CZI: Listening to Monks of former Ages Charlse Msipa
Charlse Msipa

Charlse Msipa

When you really want to stoke the furnace of misanthropy, the thought-ages to visit are the Augustans and the Romantics. But that is to reckon time by way of literary movements, something decidedly esoteric. In mundane calendar terms, I am drawing your attention to the 18th and early 19th Centuries. Or if you want it in human terms, I am recommending the ages of Jonathan Swift and Alexander Pope for the former, and the likes of Wordsworth and William Blake for the latter. The shared trait or deformity between these writer-age groups or literary movements is this bursting cynicism about human nature, about this despicable animal called Man.
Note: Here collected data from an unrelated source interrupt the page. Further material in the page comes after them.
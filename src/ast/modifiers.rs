//! Closed modifier enumerations.

use serde::Serialize;

#[derive(Debug, Clone, Copy, PartialEq, Eq, Hash, Serialize)]
pub enum Visibility {
    Public,
    Private,
    Internal,
    Protected,
    /// Declared inside a function body; renders as nothing.
    Local,
}

#[derive(Debug, Clone, Copy, PartialEq, Eq, Hash, Serialize)]
pub enum InheritanceModifier {
    Final,
    Abstract,
}

#[derive(Debug, Clone, Copy, PartialEq, Eq, Hash, Serialize)]
pub enum Variance {
    In,
    Out,
}

#[derive(Debug, Clone, Copy, PartialEq, Eq, Hash, Serialize)]
pub enum FunctionModifier {
    Inline,
    Tailrec,
    Static,
    Default,
    Suspend,
    Strictfp,
    Synchronized,
    Native,
}

#[derive(Debug, Clone, Copy, PartialEq, Eq, Hash, Serialize)]
pub enum PropertyModifier {
    Const,
    Readonly,
    Static,
    Volatile,
    Transient,
}

impl Visibility {
    pub fn from_keyword(keyword: &str) -> Option<Self> {
        match keyword {
            "public" => Some(Visibility::Public),
            "private" => Some(Visibility::Private),
            "protected" => Some(Visibility::Protected),
            "internal" => Some(Visibility::Internal),
            _ => None,
        }
    }
}

impl InheritanceModifier {
    pub fn from_keyword(keyword: &str) -> Option<Self> {
        match keyword {
            "final" => Some(InheritanceModifier::Final),
            "abstract" => Some(InheritanceModifier::Abstract),
            _ => None,
        }
    }
}

impl Variance {
    pub fn from_keyword(keyword: &str) -> Option<Self> {
        match keyword {
            "in" => Some(Variance::In),
            "out" => Some(Variance::Out),
            _ => None,
        }
    }
}

impl FunctionModifier {
    pub fn from_keyword(keyword: &str) -> Option<Self> {
        match keyword {
            "inline" => Some(FunctionModifier::Inline),
            "tailrec" => Some(FunctionModifier::Tailrec),
            "static" => Some(FunctionModifier::Static),
            "default" => Some(FunctionModifier::Default),
            "suspend" => Some(FunctionModifier::Suspend),
            "strictfp" => Some(FunctionModifier::Strictfp),
            "synchronized" => Some(FunctionModifier::Synchronized),
            "native" => Some(FunctionModifier::Native),
            _ => None,
        }
    }
}

impl PropertyModifier {
    pub fn from_keyword(keyword: &str) -> Option<Self> {
        match keyword {
            "const" => Some(PropertyModifier::Const),
            "readonly" => Some(PropertyModifier::Readonly),
            "static" => Some(PropertyModifier::Static),
            "volatile" => Some(PropertyModifier::Volatile),
            "transient" => Some(PropertyModifier::Transient),
            _ => None,
        }
    }
}
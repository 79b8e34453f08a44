//! # Quova Front End
//!
//! Source text is parsed by the pest grammar in `quova.pest`; the resulting
//! `Pair<Rule>` tree is turned into the [`crate::ast`] by the [`Visitor`].
//!
//! ## Module Layout
//!
//! - `parser`: grammar binding, parse entry points, pest error conversion
//! - `visitor`: shared plumbing and file-level productions
//! - `declarations`, `statements`, `expressions`, `types`: the remaining productions

mod declarations;
mod expressions;
pub mod parser;
mod statements;
mod types;
mod visitor;

pub use parser::{parse_file, parse_tree, QuovaParser, Rule};
pub use visitor::Visitor;
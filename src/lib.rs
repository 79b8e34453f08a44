//! # Quova
//!
//! A source-to-source compiler from Quova to Kotlin, plus a compiler from
//! Quova module descriptions to Gradle build files.
//!
//! Both pipelines share one shape: a pest grammar produces a parse tree, a
//! visitor turns it into an immutable AST, and `Display` impls render that
//! AST as target text.

pub use crate::compiler::{compile_module, compile_project, compile_source, ModuleOutput};
pub use crate::config::CompilerConfig;
pub use crate::diagnostics::{ErrorType, QuovaError};
pub use crate::syntax::parse_file;

pub mod ast;
pub mod cli;
pub mod compiler;
pub mod config;
pub mod diagnostics;
pub mod either;
pub mod module;
pub mod render;
pub mod syntax;
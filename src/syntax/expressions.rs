//! Expression productions.
//!
//! `operator_expression` arrives as a flat sequence of prefix operators,
//! primaries, postfix operators and infix operators. [`PRATT`] folds it into
//! a tree; its levels are registered loosest first and mirror the priority
//! table in [`crate::ast::priority`].

use once_cell::sync::Lazy;
use pest::iterators::Pair;
use pest::pratt_parser::{Assoc, Op, PrattParser};

use super::parser::Rule;
use super::visitor::{child, children, has, Result, Visitor};
use crate::ast::*;
use crate::either::Either;

static PRATT: Lazy<PrattParser<Rule>> = Lazy::new(|| {
    PrattParser::new()
        .op(Op::infix(Rule::assignment_operator, Assoc::Right))
        .op(Op::prefix(Rule::spread_operator))
        .op(Op::infix(Rule::ternary_operator, Assoc::Right))
        .op(Op::infix(Rule::disjunction_operator, Assoc::Left))
        .op(Op::infix(Rule::conjunction_operator, Assoc::Left))
        .op(Op::infix(Rule::equality_operator, Assoc::Left))
        .op(Op::infix(Rule::comparison_operator, Assoc::Left))
        .op(Op::infix(Rule::spaceship_operator, Assoc::Left))
        .op(Op::infix(Rule::bit_or_operator, Assoc::Left))
        .op(Op::infix(Rule::bit_xor_operator, Assoc::Left))
        .op(Op::infix(Rule::bit_and_operator, Assoc::Left))
        .op(Op::infix(Rule::shift_operator, Assoc::Left))
        .op(Op::postfix(Rule::cast_operator))
        .op(Op::infix(Rule::named_check_operator, Assoc::Left))
        .op(Op::infix(Rule::elvis_operator, Assoc::Left))
        .op(Op::infix(Rule::range_operator, Assoc::Left))
        .op(Op::infix(Rule::sum_operator, Assoc::Left))
        .op(Op::infix(Rule::product_operator, Assoc::Left))
        .op(Op::prefix(Rule::prefix_operator))
        .op(Op::postfix(Rule::postfix_operator))
});

fn boxed(expression: Expression) -> Box<Expression> {
    Box::new(expression)
}

/// `{ body }` with no parameters.
fn thunk(body: Expression) -> Expression {
    Expression::Literal(Literal::Lambda(Lambda {
        parameters: vec![],
        body: Either::A(boxed(body)),
    }))
}

/// Nested `Array(n) { ... }` constructors for `new T[a][b]...`, innermost level first.
fn sized_array(element: TypeReference, mut sizes: Vec<Expression>) -> Option<ConstructorInvocation> {
    let innermost = sizes.pop()?;
    let (mut ty, mut invocation) = match element {
        TypeReference::Primitive(primitive) => {
            let ty = Type::primitive(primitive.kind, true);
            let invocation = ConstructorInvocation::Constructor {
                ty: ty.clone(),
                arguments: vec![ValueArgument::positional(innermost)],
            };
            (ty, invocation)
        }
        TypeReference::User(user) => {
            let element = Type::reference(TypeReference::User(user)).nullable();
            let ty = Type::user("Array", vec![TypeArgument::of(element)]);
            let invocation = ConstructorInvocation::Constructor {
                ty: ty.clone(),
                arguments: vec![
                    ValueArgument::positional(innermost),
                    ValueArgument::positional(thunk(Expression::Literal(Literal::Null))),
                ],
            };
            (ty, invocation)
        }
    };
    for size in sizes.into_iter().rev() {
        let outer = Type::user("Array", vec![TypeArgument::of(ty)]);
        invocation = ConstructorInvocation::Constructor {
            ty: outer.clone(),
            arguments: vec![
                ValueArgument::positional(size),
                ValueArgument::positional(thunk(Expression::ConstructorInvocation(invocation))),
            ],
        };
        ty = outer;
    }
    Some(invocation)
}
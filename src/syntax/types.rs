//! Type productions.

use pest::iterators::Pair;

use super::parser::Rule;
use super::visitor::{child, children, has, Result, Visitor};
use crate::ast::{
    FunctionType, PrimitiveKind, PrimitiveType, ReturnType, Type, TypeArgument, TypeReference, UserType,
    Variance,
};
use crate::either::Either;

impl Visitor {
    pub(crate) fn visit_type(&self, pair: Pair<Rule>) -> Result<Type> {
        let inner = self.first(&pair)?;
        let inner = match inner.as_rule() {
            Rule::function_type => Either::B(self.visit_function_type(inner)?),
            Rule::primitive_type => Either::A(TypeReference::Primitive(self.visit_primitive_type(inner)?)),
            Rule::user_type => Either::A(TypeReference::User(self.visit_user_type(inner)?)),
            _ => return Err(self.unexpected(&inner)),
        };
        Ok(Type {
            inner,
            array_dimensions: children(&pair, Rule::empty_dimension).count(),
            nullable: has(&pair, Rule::nullable),
        })
    }

    /// `var` yields `None`.
    pub(crate) fn visit_type_or_var(&self, pair: Pair<Rule>) -> Result<Option<Type>> {
        child(&pair, Rule::type_use).map(|t| self.visit_type(t)).transpose()
    }

    pub(crate) fn visit_type_or_void(&self, pair: Pair<Rule>) -> Result<ReturnType> {
        match child(&pair, Rule::type_use) {
            Some(ty) => Ok(ReturnType::Type(self.visit_type(ty)?)),
            None => Ok(ReturnType::Void),
        }
    }

    fn visit_primitive_type(&self, pair: Pair<Rule>) -> Result<PrimitiveType> {
        Ok(PrimitiveType {
            kind: self.primitive_kind(&self.required(&pair, Rule::primitive_type_no_array)?)?,
            array: has(&pair, Rule::empty_dimension),
        })
    }

    pub(crate) fn primitive_kind(&self, pair: &Pair<Rule>) -> Result<PrimitiveKind> {
        PrimitiveKind::from_keyword(pair.as_str()).ok_or_else(|| self.unexpected(pair))
    }

    pub(crate) fn visit_user_type(&self, pair: Pair<Rule>) -> Result<UserType> {
        let type_arguments = match child(&pair, Rule::type_arguments) {
            Some(arguments) => self.visit_type_arguments(arguments)?,
            None => Vec::new(),
        };
        Ok(UserType {
            name: self.required(&pair, Rule::identifier)?.as_str().to_string(),
            type_arguments,
        })
    }

    fn visit_function_type(&self, pair: Pair<Rule>) -> Result<FunctionType> {
        let parameters = children(&self.required(&pair, Rule::function_type_parameters)?, Rule::type_use)
            .map(|t| self.visit_type(t))
            .collect::<Result<Vec<_>>>()?;
        Ok(FunctionType {
            suspend: has(&pair, Rule::kw_suspend),
            return_type: Box::new(self.visit_type(self.required(&pair, Rule::type_use)?)?),
            parameters,
        })
    }

    pub(crate) fn visit_type_arguments(&self, pair: Pair<Rule>) -> Result<Vec<TypeArgument>> {
        children(&pair, Rule::type_argument)
            .map(|argument| -> Result<TypeArgument> {
                if has(&argument, Rule::wildcard) {
                    return Ok(TypeArgument::Wildcard);
                }
                let variance = match child(&argument, Rule::variance_modifier) {
                    Some(modifier) => Some(
                        Variance::from_keyword(modifier.as_str()).ok_or_else(|| self.unexpected(&modifier))?,
                    ),
                    None => None,
                };
                Ok(TypeArgument::Concrete {
                    variance,
                    ty: self.visit_type(self.required(&argument, Rule::type_use)?)?,
                })
            })
            .collect()
    }
}

#[cfg(test)]
mod tests {
    use crate::ast::*;
    use crate::syntax::parse_file;

    fn property_type(source: &str) -> Option<Type> {
        let file = parse_file(source, "types.qv").unwrap();
        match file.declarations.into_iter().next() {
            Some(Declaration::Property(property)) => property.ty,
            other => panic!("expected a property, got {:?}", other),
        }
    }

    #[test]
    fn first_primitive_dimension_is_the_array_flag() {
        let ty = property_type("int[][] grid;").unwrap();
        assert_eq!(ty.array_dimensions, 1);
        assert_eq!(
            ty.inner,
            crate::either::Either::A(TypeReference::Primitive(PrimitiveType {
                kind: PrimitiveKind::Int,
                array: true,
            }))
        );
    }

    #[test]
    fn user_types_keep_arguments_and_nullability() {
        let ty = property_type("Map<String, ?>? cache;").unwrap();
        assert!(ty.nullable);
        let crate::either::Either::A(TypeReference::User(user)) = ty.inner else {
            panic!("expected a user type");
        };
        assert_eq!(user.name, "Map");
        assert_eq!(user.type_arguments[1], TypeArgument::Wildcard);
    }

    #[test]
    fn var_has_no_type() {
        assert_eq!(property_type("var x = 1;"), None);
    }
}
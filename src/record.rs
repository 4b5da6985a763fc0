//! Fixed-shape telemetry storage for a full collection run.

use anyhow::{Context, Result, bail};
use ndarray::{Array1, Array3, Array5, s};
use rmp_serde::{decode, encode};
use serde::{Deserialize, Serialize};
use std::{
    fs::File,
    io::{BufReader, BufWriter, Write},
    path::Path,
};

/// Telemetry of a single (seed, algorithm) episode.
///
/// Leading dimension is the time step; produced by the engine and copied
/// into a [`RunRecord`] slot by the sweep driver.
pub struct EpisodeRecord {
    pub trajectories: Array3<f32>,
    pub velocities: Array3<f32>,
    pub actions: Array3<i8>,
    pub action_probs: Array3<f32>,
    pub rewards: Array1<f32>,
    pub control: Array1<f32>,
    pub spatial_entropy: Array1<f32>,
    pub velocity_entropy: Array1<f32>,
}

impl EpisodeRecord {
    pub fn new(max_time_steps: usize, n_agents: usize) -> Self {
        Self {
            trajectories: Array3::zeros((max_time_steps, n_agents, 2)),
            velocities: Array3::zeros((max_time_steps, n_agents, 2)),
            actions: Array3::zeros((max_time_steps, n_agents, n_agents)),
            action_probs: Array3::zeros((max_time_steps, n_agents, n_agents)),
            rewards: Array1::zeros(max_time_steps),
            control: Array1::zeros(max_time_steps),
            spatial_entropy: Array1::zeros(max_time_steps),
            velocity_entropy: Array1::zeros(max_time_steps),
        }
    }
}

/// Full result set of a collection run.
///
/// Preallocated once with extents `(num_seeds, num_algos, max_time_steps)`
/// plus per-agent (and, for the action fields, agent-by-agent) trailing
/// dimensions; populated by the sweep driver and written out whole at the
/// end of the run.
#[derive(Serialize, Deserialize)]
pub struct RunRecord {
    pub trajectories: Array5<f32>,
    pub velocities: Array5<f32>,
    pub spatial_entropy: Array3<f32>,
    pub velocity_entropy: Array3<f32>,
    pub actions: Array5<i8>,
    pub action_probs: Array5<f32>,
    pub rewards: Array3<f32>,
    pub control: Array3<f32>,
    pub algo_str: Vec<String>,
    pub seeds: Vec<u64>,
    pub originated_from: String,
}

impl RunRecord {
    pub fn new(
        seeds: Vec<u64>,
        algo_str: Vec<String>,
        max_time_steps: usize,
        n_agents: usize,
    ) -> Self {
        let n_seeds = seeds.len();
        let n_algos = algo_str.len();
        Self {
            trajectories: Array5::zeros((n_seeds, n_algos, max_time_steps, n_agents, 2)),
            velocities: Array5::zeros((n_seeds, n_algos, max_time_steps, n_agents, 2)),
            spatial_entropy: Array3::zeros((n_seeds, n_algos, max_time_steps)),
            velocity_entropy: Array3::zeros((n_seeds, n_algos, max_time_steps)),
            actions: Array5::zeros((n_seeds, n_algos, max_time_steps, n_agents, n_agents)),
            action_probs: Array5::zeros((n_seeds, n_algos, max_time_steps, n_agents, n_agents)),
            rewards: Array3::zeros((n_seeds, n_algos, max_time_steps)),
            control: Array3::zeros((n_seeds, n_algos, max_time_steps)),
            algo_str,
            seeds,
            originated_from: format!("{} v{}", env!("CARGO_PKG_NAME"), env!("CARGO_PKG_VERSION")),
        }
    }

    /// Copy one episode into the `(i_seed, i_algo)` slot.
    pub fn store_episode(
        &mut self,
        i_seed: usize,
        i_algo: usize,
        episode: &EpisodeRecord,
    ) -> Result<()> {
        let exp_dim = self.trajectories.dim();
        let dim = episode.trajectories.dim();
        if dim != (exp_dim.2, exp_dim.3, exp_dim.4) {
            bail!(
                "episode trajectory shape must be {:?}, but is {:?}",
                (exp_dim.2, exp_dim.3, exp_dim.4),
                dim
            );
        }
        if i_seed >= exp_dim.0 || i_algo >= exp_dim.1 {
            bail!(
                "episode slot ({i_seed}, {i_algo}) is outside the sweep extents ({}, {})",
                exp_dim.0,
                exp_dim.1
            );
        }

        self.trajectories
            .slice_mut(s![i_seed, i_algo, .., .., ..])
            .assign(&episode.trajectories);
        self.velocities
            .slice_mut(s![i_seed, i_algo, .., .., ..])
            .assign(&episode.velocities);
        self.actions
            .slice_mut(s![i_seed, i_algo, .., .., ..])
            .assign(&episode.actions);
        self.action_probs
            .slice_mut(s![i_seed, i_algo, .., .., ..])
            .assign(&episode.action_probs);
        self.rewards
            .slice_mut(s![i_seed, i_algo, ..])
            .assign(&episode.rewards);
        self.control
            .slice_mut(s![i_seed, i_algo, ..])
            .assign(&episode.control);
        self.spatial_entropy
            .slice_mut(s![i_seed, i_algo, ..])
            .assign(&episode.spatial_entropy);
        self.velocity_entropy
            .slice_mut(s![i_seed, i_algo, ..])
            .assign(&episode.velocity_entropy);

        Ok(())
    }

    /// Serialize the full record to a MessagePack archive.
    pub fn save<P: AsRef<Path>>(&self, file: P) -> Result<()> {
        let file = file.as_ref();
        let file = File::create(file).with_context(|| format!("failed to create {file:?}"))?;
        let mut writer = BufWriter::new(file);
        encode::write(&mut writer, &self).context("failed to serialize record")?;
        writer.flush().context("failed to flush writer stream")?;
        Ok(())
    }

    /// Load a previously saved record archive.
    pub fn load<P: AsRef<Path>>(file: P) -> Result<Self> {
        let file = file.as_ref();
        let file = File::open(file).with_context(|| format!("failed to open {file:?}"))?;
        let mut reader = BufReader::new(file);
        let record = decode::from_read(&mut reader).context("failed to deserialize record")?;
        Ok(record)
    }
}

#[cfg(test)]
mod tests {
    use super::*;

    fn small_record() -> RunRecord {
        RunRecord::new(vec![3, 4], vec!["full_comm".to_string()], 5, 4)
    }

    #[test]
    fn arrays_have_the_declared_extents() {
        let record = small_record();
        assert_eq!(record.trajectories.dim(), (2, 1, 5, 4, 2));
        assert_eq!(record.actions.dim(), (2, 1, 5, 4, 4));
        assert_eq!(record.rewards.dim(), (2, 1, 5));
        assert_eq!(record.spatial_entropy.dim(), (2, 1, 5));
    }

    #[test]
    fn store_episode_rejects_bad_slots_and_shapes() {
        let mut record = small_record();

        let episode = EpisodeRecord::new(5, 4);
        assert!(record.store_episode(2, 0, &episode).is_err());
        assert!(record.store_episode(0, 1, &episode).is_err());

        let episode = EpisodeRecord::new(3, 4);
        assert!(record.store_episode(0, 0, &episode).is_err());
    }

    #[test]
    fn record_round_trips_through_the_archive() {
        let mut record = small_record();
        let mut episode = EpisodeRecord::new(5, 4);
        episode.rewards[2] = -0.25;
        episode.actions[[2, 1, 3]] = 1;
        record.store_episode(1, 0, &episode).unwrap();

        let file = std::env::temp_dir().join("lazylisten-record-round-trip.msgpack");
        record.save(&file).unwrap();
        let loaded = RunRecord::load(&file).unwrap();
        std::fs::remove_file(&file).ok();

        assert_eq!(loaded.rewards, record.rewards);
        assert_eq!(loaded.actions, record.actions);
        assert_eq!(loaded.algo_str, record.algo_str);
        assert_eq!(loaded.seeds, record.seeds);
    }
}
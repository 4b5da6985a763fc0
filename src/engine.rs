//! Episode runner: one (seed, algorithm) episode over the environment.

use crate::env::Environment;
use crate::model::PolicyModel;
use crate::policy::{Algorithm, compute_metric_action, compute_topology_action};
use crate::record::EpisodeRecord;
use anyhow::{Context, Result, bail};
use ndarray::{Array1, Array2, s};

/// Runs episodes against an exclusively-owned environment.
pub struct Engine<E: Environment> {
    env: E,
    max_time_steps: usize,
}

impl<E: Environment> Engine<E> {
    pub fn new(env: E, max_time_steps: usize) -> Self {
        Self {
            env,
            max_time_steps,
        }
    }

    /// Run one fixed-horizon episode and return its telemetry.
    ///
    /// Seeds and resets the environment, then takes exactly `max_time_steps`
    /// steps with the action chosen by `algo`. The environment's `done` flag
    /// is deliberately not acted on: the sweep compares algorithms over a
    /// fixed horizon.
    pub fn run_episode(
        &mut self,
        seed: u64,
        algo: Algorithm,
        model: &mut dyn PolicyModel,
        explore: bool,
    ) -> Result<EpisodeRecord> {
        self.env.seed(seed);
        let mut obs = self.env.reset().context("failed to reset environment")?;

        let n_agt = self.env.n_agents();
        let dt = self.env.dt();
        let mut episode = EpisodeRecord::new(self.max_time_steps, n_agt);

        // Its shape is static across the episode, so the full-communication
        // action is built once and reused.
        let mut held_action: Option<Array2<i8>> = None;

        for t in 0..self.max_time_steps {
            let (action, action_prob) = match algo {
                Algorithm::FullComm => {
                    let action = held_action
                        .get_or_insert_with(|| Array2::ones((n_agt, n_agt)))
                        .clone();
                    let action_prob = action.mapv(|a| a as f32);
                    (action, action_prob)
                }
                Algorithm::Learned => model
                    .compute_actions(&obs, n_agt, explore)
                    .context("failed to compute model actions")?,
                Algorithm::Metric(radius) => {
                    let action = compute_metric_action(self.env.positions(), radius)
                        .context("failed to compute metric action")?;
                    let action_prob = action.mapv(|a| a as f32);
                    (action, action_prob)
                }
                Algorithm::Topology(n_neighbors) => {
                    let action = compute_topology_action(self.env.positions(), n_neighbors)
                        .context("failed to compute topology action")?;
                    let action_prob = action.mapv(|a| a as f32);
                    (action, action_prob)
                }
            };

            let outcome = self
                .env
                .step(action.view())
                .with_context(|| format!("failed to step environment at step {t}"))?;
            obs = outcome.observation;

            episode
                .trajectories
                .slice_mut(s![t, .., ..])
                .assign(&self.env.positions());
            episode
                .velocities
                .slice_mut(s![t, .., ..])
                .assign(&self.env.velocities());
            episode.actions.slice_mut(s![t, .., ..]).assign(&action);
            episode
                .action_probs
                .slice_mut(s![t, .., ..])
                .assign(&action_prob);
            episode.rewards[t] = outcome.reward;
            episode.control[t] = outcome.reward + dt;
        }

        // The environment keeps these histories itself; copy them once per
        // episode instead of once per step.
        copy_hist(self.env.std_pos_hist(), &mut episode.spatial_entropy)
            .context("failed to copy spatial dispersion history")?;
        copy_hist(self.env.std_vel_hist(), &mut episode.velocity_entropy)
            .context("failed to copy velocity dispersion history")?;

        Ok(episode)
    }
}

fn copy_hist(hist: &[f32], dest: &mut Array1<f32>) -> Result<()> {
    if hist.len() != dest.len() {
        bail!(
            "history length must be {}, but is {}",
            dest.len(),
            hist.len()
        );
    }
    for (ele, &val) in dest.iter_mut().zip(hist) {
        *ele = val;
    }
    Ok(())
}

#[cfg(test)]
mod tests {
    use super::*;
    use crate::config::{EnvConfig, ModelConfig};
    use crate::env::SwarmEnv;
    use crate::model::{BernoulliPolicy, ModelRegistry, PolicyModel};

    const N_AGENTS: usize = 4;
    const N_STEPS: usize = 5;

    fn test_engine() -> Engine<SwarmEnv> {
        let cfg = EnvConfig {
            num_agents: N_AGENTS,
            ..EnvConfig::default()
        };
        Engine::new(SwarmEnv::new(cfg, N_STEPS), N_STEPS)
    }

    fn test_model() -> Box<dyn PolicyModel> {
        ModelRegistry::with_builtins()
            .build(&ModelConfig::default())
            .unwrap()
    }

    fn run(algo: Algorithm, seed: u64) -> EpisodeRecord {
        let mut engine = test_engine();
        let mut model = test_model();
        engine.run_episode(seed, algo, model.as_mut(), false).unwrap()
    }

    #[test]
    fn metric_episode_has_finite_telemetry_of_the_declared_shapes() {
        let episode = run(Algorithm::Metric(25.0), 3);

        assert_eq!(episode.trajectories.dim(), (N_STEPS, N_AGENTS, 2));
        assert_eq!(episode.actions.dim(), (N_STEPS, N_AGENTS, N_AGENTS));
        assert_eq!(episode.rewards.len(), N_STEPS);
        assert!(episode.trajectories.iter().all(|v| v.is_finite()));
        assert!(episode.action_probs.iter().all(|v| v.is_finite()));
        assert!(episode.spatial_entropy.iter().all(|v| v.is_finite()));
    }

    #[test]
    fn control_is_reward_plus_time_increment() {
        let episode = run(Algorithm::Metric(25.0), 3);
        let dt = EnvConfig::default().dt;
        for t in 0..N_STEPS {
            assert_eq!(episode.control[t], episode.rewards[t] + dt);
        }
    }

    #[test]
    fn deterministic_algorithms_reproduce_bit_identical_episodes() {
        for algo in [
            Algorithm::FullComm,
            Algorithm::Metric(50.0),
            Algorithm::Topology(2),
        ] {
            let episode_a = run(algo, 9);
            let episode_b = run(algo, 9);
            assert_eq!(episode_a.trajectories, episode_b.trajectories);
            assert_eq!(episode_a.actions, episode_b.actions);
            assert_eq!(episode_a.rewards, episode_b.rewards);
        }
    }

    #[test]
    fn full_comm_action_is_all_ones_at_every_step() {
        let episode = run(Algorithm::FullComm, 5);
        assert!(episode.actions.iter().all(|&a| a == 1));
        assert!(episode.action_probs.iter().all(|&p| p == 1.0));
    }

    #[test]
    fn learned_episode_uses_the_model_probabilities() {
        let mut engine = test_engine();
        let mut model = BernoulliPolicy::new(0.5, 1).unwrap();
        let episode = engine
            .run_episode(3, Algorithm::Learned, &mut model, true)
            .unwrap();
        assert!(episode.action_probs.iter().all(|&p| (p - 0.5).abs() < 1e-6));
    }
}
For Swift man could be some puny little thing of stupendous malice. Everything about him is so small, so Lilliputian, except his capacity for malice and destruction which grows by daily existence. And because Man is such a puny creature, he needs enlargement so you can see and comprehend him whole and accurate.

Man the yahoo!
Part two of Gulliver’s Travels shows Man bloated to overwhelming monstrosity. Thus in Gulliver’s Travels, man is at once miniaturised and enlarged, all to bring to the fore his foibles. And when he gets enlarged, he becomes a Yahoo: that ugly monster whose skin is so grossly warted, so offensive to the eye as to be so repellent. And whether belittled of enlarged, Man fares very badly in Swiftian terms. But when the reader of Gulliver’s Travels gets repelled by what he reads, sees in the Travels, he might not be aware that he is being repelled by his own misdemeanours, his own grossness, his own ugliness. That is the seductive power of art: in shouting at mankind, it enchants, entertains, luring him into unconscious self-condemnation!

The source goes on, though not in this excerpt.